Juancho también se hincó sobre la tierra, luego se puso a escarbar con sus dos manos. Unos instantes después, sus manos finalmente descubrieron algo.
-¡Con que sólo era esto! -soltó Serafín al mirar el pedazo de metal. Juancho, que ya había agarrado aquel pedazo de lámina, no se conformó con lo que veía. Entonces lo miró por ambos lados, muy despacio.
-Sí. ¡Sólo es un pedazo de metal! -dijo cuando por fin estuvo convencido. Aparte de estar desilusionado, también se sentía abatido.
-Será mejor que te apresures -dijo Serafín a su compadre, mientras se ponía de pie. Juancho parecía no querer abandonar ese lugar-. Todavía te falta un buen tanto por arar.
Después, cuando Juancho finalmente se puso de pie, antes de alejarse de ese lugar, alzó su azada… y luego lo estrelló justo donde antes había estado el pedazo de metal. Sus manos entonces cimbraron por el golpe. “Ha tocado una piedra”, pensó el campesino. “Será mejor que la desentierre”.
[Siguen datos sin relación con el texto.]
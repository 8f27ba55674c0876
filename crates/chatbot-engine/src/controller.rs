//! Conversation state and its update protocol.
//!
//! [`ConversationController`] owns the panel visibility, the draft and the
//! transcript. Every mutation goes through it, on one logical thread, so no
//! locking is needed. Generation itself happens elsewhere: [`submit`] hands
//! back a [`TurnRequest`] for the caller to run, and the eventual
//! [`TurnOutcome`] is fed back through [`resolve`].
//!
//! Replies are appended in the order they resolve, not the order they were
//! asked. Each reply carries the [`TurnId`] of its question, so the pairing
//! stays recoverable even when two answers cross.
//!
//! [`submit`]: ConversationController::submit
//! [`resolve`]: ConversationController::resolve

use crate::generation::GenerationError;
use crate::message::{Message, TurnId};
use crate::transcript::Transcript;
use std::collections::BTreeMap;
use tracing::{debug, info, warn};

/// A prompt waiting to be sent to the generation collaborator.
#[derive(Debug, Clone, PartialEq, Eq)]
pub struct TurnRequest {
    /// Turn the prompt belongs to.
    pub turn: TurnId,
    /// The submitted draft, untrimmed.
    pub prompt: String,
}

/// The result of running a [`TurnRequest`].
#[derive(Debug)]
pub struct TurnOutcome {
    /// Turn the result belongs to.
    pub turn: TurnId,
    /// Reply text, or why there is none.
    pub result: Result<String, GenerationError>,
}

/// Lifecycle of one generation call.
///
/// `Completed` and `Failed` are terminal; nothing moves a turn out of them.
#[derive(Debug, Clone, PartialEq, Eq)]
pub enum TurnStatus {
    /// Request issued, no answer yet.
    Pending,
    /// Reply appended to the transcript.
    Completed,
    /// No reply will come.
    Failed {
        /// Rendered error from the collaborator.
        reason: String,
    },
}

impl TurnStatus {
    /// Whether the turn can no longer change.
    pub fn is_terminal(&self) -> bool {
        !matches!(self, TurnStatus::Pending)
    }
}

/// Owner of all conversation state.
#[derive(Debug, Default)]
pub struct ConversationController {
    visible: bool,
    draft: String,
    transcript: Transcript,
    turns: BTreeMap<TurnId, TurnStatus>,
    last_turn: u64,
}

impl ConversationController {
    /// Create a controller with a hidden panel and nothing said.
    pub fn new() -> Self {
        Self::default()
    }

    /// Whether the chat panel is open.
    pub fn is_visible(&self) -> bool {
        self.visible
    }

    /// Flip panel visibility.
    pub fn toggle_visibility(&mut self) {
        self.visible = !self.visible;
        debug!(visible = self.visible, "toggled panel");
    }

    /// Open the panel.
    pub fn show(&mut self) {
        self.visible = true;
    }

    /// Close the panel. In-flight requests keep running.
    pub fn hide(&mut self) {
        self.visible = false;
    }

    /// The unsent input.
    pub fn draft(&self) -> &str {
        &self.draft
    }

    /// Replace the draft verbatim.
    pub fn update_draft(&mut self, text: impl Into<String>) {
        self.draft = text.into();
    }

    /// The conversation so far.
    pub fn transcript(&self) -> &Transcript {
        &self.transcript
    }

    /// Submit the draft.
    ///
    /// A draft that is empty after trimming is ignored: nothing is appended,
    /// nothing is requested and the draft is left as it was. Otherwise the
    /// draft is appended verbatim as a `"me"` message, cleared, and returned
    /// as a request for the caller to dispatch.
    pub fn submit(&mut self) -> Option<TurnRequest> {
        if self.draft.trim().is_empty() {
            return None;
        }

        let prompt = std::mem::take(&mut self.draft);
        self.last_turn += 1;
        let turn = TurnId(self.last_turn);

        self.transcript.push(Message::me(prompt.clone(), turn));
        self.turns.insert(turn, TurnStatus::Pending);
        info!(%turn, chars = prompt.chars().count(), "submitted turn");

        Some(TurnRequest { turn, prompt })
    }

    /// Apply the outcome of a generation call.
    ///
    /// Success appends a `"AI"` message at the end of the transcript. Failure
    /// appends nothing and marks the turn failed. Outcomes for unknown or
    /// already finished turns are dropped. Returns whether the outcome was
    /// applied.
    pub fn resolve(&mut self, outcome: TurnOutcome) -> bool {
        let TurnOutcome { turn, result } = outcome;

        let Some(status) = self.turns.get_mut(&turn) else {
            debug!(%turn, "dropping outcome for unknown turn");
            return false;
        };
        if status.is_terminal() {
            debug!(%turn, ?status, "dropping outcome for finished turn");
            return false;
        }

        match result {
            Ok(text) => {
                *status = TurnStatus::Completed;
                self.transcript.push(Message::ai(text, turn));
                info!(%turn, "turn completed");
            }
            Err(err) => {
                warn!(%turn, error = %err, "generation failed");
                *status = TurnStatus::Failed {
                    reason: err.to_string(),
                };
            }
        }
        true
    }

    /// Status of a turn, if it exists.
    pub fn turn_status(&self, turn: TurnId) -> Option<&TurnStatus> {
        self.turns.get(&turn)
    }

    /// All turns in submission order with their status.
    pub fn turns(&self) -> impl Iterator<Item = (TurnId, &TurnStatus)> {
        self.turns.iter().map(|(turn, status)| (*turn, status))
    }

    /// Number of requests still waiting for an answer.
    pub fn pending_turns(&self) -> usize {
        self.turns
            .values()
            .filter(|s| matches!(s, TurnStatus::Pending))
            .count()
    }

    /// Whether any request is outstanding.
    pub fn is_waiting(&self) -> bool {
        self.pending_turns() > 0
    }
}

#[cfg(test)]
mod tests {
    use super::*;
    use crate::message::Sender;
    use std::collections::HashSet;

    fn ok(turn: TurnId, text: &str) -> TurnOutcome {
        TurnOutcome {
            turn,
            result: Ok(text.to_string()),
        }
    }

    fn texts(controller: &ConversationController) -> Vec<(&str, Sender)> {
        controller
            .transcript()
            .iter()
            .map(|m| (m.text(), m.sender()))
            .collect()
    }

    #[test]
    fn test_new_controller_is_empty_and_hidden() {
        let controller = ConversationController::new();
        assert!(!controller.is_visible());
        assert_eq!(controller.draft(), "");
        assert!(controller.transcript().is_empty());
        assert!(!controller.is_waiting());
    }

    #[test]
    fn test_toggle_visibility_leaves_state_alone() {
        let mut controller = ConversationController::new();
        controller.update_draft("typing");

        controller.toggle_visibility();
        assert!(controller.is_visible());
        controller.toggle_visibility();
        assert!(!controller.is_visible());

        assert_eq!(controller.draft(), "typing");
        assert!(controller.transcript().is_empty());
    }

    #[test]
    fn test_show_and_hide() {
        let mut controller = ConversationController::new();
        controller.show();
        controller.show();
        assert!(controller.is_visible());
        controller.hide();
        assert!(!controller.is_visible());
    }

    #[test]
    fn test_update_draft_is_idempotent() {
        let mut once = ConversationController::new();
        once.update_draft("same");

        let mut twice = ConversationController::new();
        twice.update_draft("same");
        twice.update_draft("same");

        assert_eq!(once.draft(), twice.draft());
    }

    #[test]
    fn test_hello_scenario() {
        let mut controller = ConversationController::new();
        controller.update_draft("hello");

        let request = controller.submit().expect("non-empty draft submits");
        assert_eq!(request.prompt, "hello");
        assert_eq!(controller.draft(), "");
        assert_eq!(texts(&controller), vec![("hello", Sender::Me)]);
        assert_eq!(controller.turn_status(request.turn), Some(&TurnStatus::Pending));

        assert!(controller.resolve(ok(request.turn, "hi there")));
        assert_eq!(
            texts(&controller),
            vec![("hello", Sender::Me), ("hi there", Sender::Ai)]
        );
        assert_eq!(
            controller.turn_status(request.turn),
            Some(&TurnStatus::Completed)
        );
    }

    #[test]
    fn test_blank_drafts_are_ignored() {
        for blank in ["", " ", "\t\n", "   "] {
            let mut controller = ConversationController::new();
            controller.update_draft(blank);

            assert!(controller.submit().is_none());
            assert!(controller.transcript().is_empty());
            assert_eq!(controller.draft(), blank);
            assert_eq!(controller.turns().count(), 0);
        }
    }

    #[test]
    fn test_submitted_text_is_untrimmed() {
        let mut controller = ConversationController::new();
        controller.update_draft("  spaced out  ");

        let request = controller.submit().unwrap();
        assert_eq!(request.prompt, "  spaced out  ");
        assert_eq!(controller.transcript().messages()[0].text(), "  spaced out  ");
    }

    #[test]
    fn test_crossing_replies_append_in_resolution_order() {
        let mut controller = ConversationController::new();

        controller.update_draft("a");
        let a = controller.submit().unwrap();
        controller.update_draft("b");
        let b = controller.submit().unwrap();
        assert_eq!(controller.pending_turns(), 2);

        controller.resolve(ok(b.turn, "reply-b"));
        controller.resolve(ok(a.turn, "reply-a"));

        assert_eq!(
            texts(&controller),
            vec![
                ("a", Sender::Me),
                ("b", Sender::Me),
                ("reply-b", Sender::Ai),
                ("reply-a", Sender::Ai),
            ]
        );

        let transcript = controller.transcript();
        assert_eq!(transcript.reply_to(a.turn).map(Message::text), Some("reply-a"));
        assert_eq!(transcript.reply_to(b.turn).map(Message::text), Some("reply-b"));
    }

    #[test]
    fn test_failed_turn_appends_nothing() {
        let mut controller = ConversationController::new();
        controller.update_draft("will fail");
        let request = controller.submit().unwrap();

        let applied = controller.resolve(TurnOutcome {
            turn: request.turn,
            result: Err(GenerationError::EmptyResponse),
        });

        assert!(applied);
        assert_eq!(controller.transcript().len(), 1);
        assert_eq!(
            controller.turn_status(request.turn),
            Some(&TurnStatus::Failed {
                reason: "response contained no text".into()
            })
        );
        assert!(!controller.is_waiting());

        // Later turns are unaffected.
        controller.update_draft("again");
        let next = controller.submit().unwrap();
        controller.resolve(ok(next.turn, "fine"));
        assert_eq!(controller.transcript().len(), 3);
    }

    #[test]
    fn test_terminal_states_absorb() {
        let mut controller = ConversationController::new();
        controller.update_draft("q");
        let request = controller.submit().unwrap();

        assert!(controller.resolve(ok(request.turn, "first")));
        assert!(!controller.resolve(ok(request.turn, "second")));
        assert!(!controller.resolve(TurnOutcome {
            turn: request.turn,
            result: Err(GenerationError::EmptyResponse),
        }));

        assert_eq!(controller.transcript().len(), 2);
        assert_eq!(
            controller.turn_status(request.turn),
            Some(&TurnStatus::Completed)
        );
    }

    #[test]
    fn test_unknown_turn_is_ignored() {
        let mut controller = ConversationController::new();
        assert!(!controller.resolve(ok(TurnId(42), "stray")));
        assert!(controller.transcript().is_empty());
    }

    #[test]
    fn test_transcript_properties_hold_over_many_turns() {
        let mut controller = ConversationController::new();
        let mut requests = Vec::new();

        for i in 0..20 {
            controller.update_draft(format!("question {i}"));
            let before = controller.transcript().len();
            requests.push(controller.submit().unwrap());
            assert_eq!(controller.transcript().len(), before + 1);
            assert_eq!(controller.draft(), "");
        }

        // Resolve odd turns in reverse, fail the even ones.
        for request in requests.iter().rev() {
            let result = if request.turn.0 % 2 == 1 {
                Ok(format!("answer to {}", request.prompt))
            } else {
                Err(GenerationError::EmptyResponse)
            };
            controller.resolve(TurnOutcome {
                turn: request.turn,
                result,
            });
        }

        let transcript = controller.transcript();
        assert_eq!(transcript.len(), 30);

        let ids: HashSet<_> = transcript.iter().map(Message::id).collect();
        assert_eq!(ids.len(), transcript.len());

        assert_eq!(transcript.messages()[0].sender(), Sender::Me);
        for (index, message) in transcript.iter().enumerate() {
            if message.sender() == Sender::Ai {
                let question = transcript
                    .iter()
                    .position(|m| m.sender() == Sender::Me && m.turn() == message.turn())
                    .expect("every reply has a question");
                assert!(question < index);
            }
        }

        let ids_assigned: Vec<u64> = controller.turns().map(|(t, _)| t.0).collect();
        assert_eq!(ids_assigned, (1..=20).collect::<Vec<_>>());
    }
}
Juancho entonces otra vez se hincó. Sus manos empezaron a escarbar de nuevo. “Es más hondo de lo que parecía”, reflexionaba él cuando quitaba más y más tierra. Siguió escarbando. No quería dejar la piedra allí, porque era malo para la raíz de los elotes que pensaba sembrar. Escarbó y escarbó, hasta que por fin vio algo. “Pero si esto no es una piedra”, pensó. “¿Qué será?”, se preguntó. Al ponerse de pie, enseguida empezó a llamar a su compadre. Éste ya se había alejado más de cien metros.
-¡Serafín! ¡Serafín! -Al ver que su compadre no lo escuchaba, Juancho sacó su tira hule, le puso una piedrita y enseguida lo disparó. Atinó a darle en su espalda. Serafín se volteó para mirar. Estaba muy molesto por el golpe recibido. Juancho agitaba sus brazos en alto. Sus manos tenían agarrado algo, pero Serafín no alcanzaba a distinguir qué era. Juancho, al ver que su compadre no entendía, agarró el objeto con una sola mano, y con la otra que le quedó libre le empezó a pedir a Serafín que regresara.
-¿Y ahora qué? -se preguntó el otro, sin olvidar el golpe de la piedrita.
-¡Mira lo que encontré! -Juancho seguía agitando lo que tenía agarrado. A Serafín le faltaban unos diez metros para llegar hasta él.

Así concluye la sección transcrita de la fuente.